Da Gregorio is the restaurant to book if you are making a day trip from Orvieto and want to eat the way Umbria actually eats — not the version sold to tourists. At the €€ price range, it delivers Michelin Bib Gourmand-recognised quality with homegrown vegetables, cured meats, and a wine list built around native grape varieties and small producers. This is not a destination for a tasting menu in the formal sense, but the progression of regional dishes here functions as one: each plate is a direct argument for why Umbrian cooking has nothing to prove. Book it for a leisurely lunch, not a quick dinner stop.

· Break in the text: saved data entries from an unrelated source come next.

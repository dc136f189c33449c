pub mod config;
pub mod constants;
pub mod domain;
pub mod error;
pub mod logging;
pub mod metrics;
pub mod pipeline;

// Layered boundaries for application and infrastructure
pub mod app;
pub mod infra;

pub use config::EtlConfig;
pub use error::{EtlError, Result};
pub use pipeline::{run_pipeline, CancelFlag, RunResult, RunStatus};
use std::path::PathBuf;

use thiserror::Error;

#[derive(Error, Debug)]
pub enum EtlError {
    #[error("Schema mismatch in {file}: required field '{field}' {detail}")]
    SchemaMismatch {
        file: String,
        field: String,
        detail: String,
    },

    #[error("Parse error in {file} line {line}: {message}")]
    Parse {
        file: String,
        line: u64,
        message: String,
    },

    #[error("Relationship gap: {0}")]
    RelationshipGap(String),

    #[error("Invalid threshold configuration: {0}")]
    ThresholdConfig(String),

    #[error("Statistic undefined: {0}")]
    StatisticUndefined(String),

    #[error("Reconciliation failed: {0}")]
    Reconciliation(String),

    #[error("Configuration error: {0}")]
    Config(String),

    #[error("I/O error on {path}: {source}")]
    Io {
        path: PathBuf,
        #[source]
        source: std::io::Error,
    },

    #[error("CSV error: {0}")]
    Csv(#[from] csv::Error),

    #[error("Archive error in {path}: {message}")]
    Zip { path: PathBuf, message: String },

    #[error("TOML deserialization failed: {0}")]
    Toml(#[from] toml::de::Error),

    #[error("JSON serialization failed: {0}")]
    Json(#[from] serde_json::Error),

    #[error("HTTP request failed: {0}")]
    Http(String),

    #[error("Output table {table} failed validation: {message}")]
    OutputValidation { table: String, message: String },

    #[error("Extraction worker failed: {0}")]
    Worker(String),

    #[error("Pipeline run cancelled")]
    Cancelled,
}

impl EtlError {
    pub fn io(path: impl Into<PathBuf>, source: std::io::Error) -> Self {
        EtlError::Io {
            path: path.into(),
            source,
        }
    }

    pub fn schema_missing(file: impl Into<String>, field: impl Into<String>) -> Self {
        EtlError::SchemaMismatch {
            file: file.into(),
            field: field.into(),
            detail: "is missing".to_string(),
        }
    }

    /// Short machine-readable name used in run summaries and metrics labels.
    pub fn kind(&self) -> &'static str {
        match self {
            EtlError::SchemaMismatch { .. } => "SchemaMismatch",
            EtlError::Parse { .. } => "ParseError",
            EtlError::RelationshipGap(_) => "RelationshipGap",
            EtlError::ThresholdConfig(_) => "ThresholdConfigError",
            EtlError::StatisticUndefined(_) => "StatisticUndefined",
            EtlError::Reconciliation(_) => "Reconciliation",
            EtlError::Config(_) => "Config",
            EtlError::Io { .. } => "Io",
            EtlError::Csv(_) => "Csv",
            EtlError::Zip { .. } => "Zip",
            EtlError::Toml(_) => "Toml",
            EtlError::Json(_) => "Json",
            EtlError::Http(_) => "Http",
            EtlError::OutputValidation { .. } => "OutputValidation",
            EtlError::Worker(_) => "Worker",
            EtlError::Cancelled => "Cancelled",
        }
    }
}

pub type Result<T> = std::result::Result<T, EtlError>;
use std::time::Duration;

use async_trait::async_trait;
use reqwest::header::{CONTENT_LENGTH, CONTENT_TYPE, ETAG, LAST_MODIFIED};

use crate::app::ports::{HttpClientPort, HttpGetResult};
use crate::error::{EtlError, Result};

pub struct ReqwestHttp {
    client: reqwest::Client,
}

impl ReqwestHttp {
    pub fn new() -> Result<Self> {
        let client = reqwest::Client::builder()
            .user_agent(concat!("fec_etl/", env!("CARGO_PKG_VERSION")))
            .connect_timeout(Duration::from_secs(30))
            .build()
            .map_err(|e| EtlError::Http(e.to_string()))?;
        Ok(Self { client })
    }
}

#[async_trait]
impl HttpClientPort for ReqwestHttp {
    async fn get(&self, url: &str) -> Result<HttpGetResult> {
        let resp = self
            .client
            .get(url)
            .send()
            .await
            .map_err(|e| EtlError::Http(format!("{}: {}", url, e)))?;
        let status = resp.status().as_u16();
        let headers = resp.headers().clone();
        let bytes = resp
            .bytes()
            .await
            .map_err(|e| EtlError::Http(format!("{}: {}", url, e)))?
            .to_vec();
        let content_type = headers
            .get(CONTENT_TYPE)
            .and_then(|v| v.to_str().ok())
            .unwrap_or("application/octet-stream")
            .to_string();
        let content_length: u64 = headers
            .get(CONTENT_LENGTH)
            .and_then(|v| v.to_str().ok())
            .and_then(|s| s.parse().ok())
            .unwrap_or(bytes.len() as u64);
        let etag = headers.get(ETAG).and_then(|v| v.to_str().ok()).map(|s| s.to_string());
        let last_modified = headers
            .get(LAST_MODIFIED)
            .and_then(|v| v.to_str().ok())
            .map(|s| s.to_string());
        Ok(HttpGetResult { status, bytes, content_type, content_length, etag, last_modified })
    }
}
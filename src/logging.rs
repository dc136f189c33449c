use std::fs;
use std::path::Path;

use tracing_appender::non_blocking::WorkerGuard;
use tracing_subscriber::{fmt, prelude::*, EnvFilter};

/// Initializes the logging system with both console and file output.
///
/// The returned guard flushes the file writer when dropped, so `main` keeps it alive
/// for the whole run.
pub fn init_logging(log_dir: &Path) -> WorkerGuard {
    // Ensure logs directory exists
    let _ = fs::create_dir_all(log_dir);

    // Create a non-blocking file appender for daily log rotation
    let file_appender = tracing_appender::rolling::daily(log_dir, "fec_etl.log");
    let (non_blocking_writer, guard) = tracing_appender::non_blocking(file_appender);

    // Create a JSON layer for file logging
    let file_layer = fmt::layer().json().with_writer(non_blocking_writer);

    // Create a formatted layer for console logging
    let console_layer = fmt::layer().with_target(true).with_writer(std::io::stderr);

    // Respect RUST_LOG if set; otherwise info for our crate and warnings elsewhere
    let env_filter =
        EnvFilter::try_from_default_env().unwrap_or_else(|_| EnvFilter::new("fec_etl=info,warn"));

    // try_init so tests and repeated calls do not panic on an existing subscriber
    let _ = tracing_subscriber::registry()
        .with(env_filter)
        .with(file_layer)
        .with(console_layer)
        .try_init();

    guard
}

If you are traveling through central Umbria and want one meal that actually reflects the region, Da Gregorio makes a strong case. The restaurant sits in the village of Morrano Nuovo, a few kilometres from Orvieto, reached by winding roads and marked by a 1980s sign that has not been updated for good reason — the place has not needed to rebrand. It is a family-run trattoria, simple in style, operating at a price point that makes the Bib Gourmand recognition feel like confirmation rather than surprise. For context, Michelin awards the Bib Gourmand (2024) specifically to restaurants that deliver quality above what the price suggests. Da Gregorio earns it.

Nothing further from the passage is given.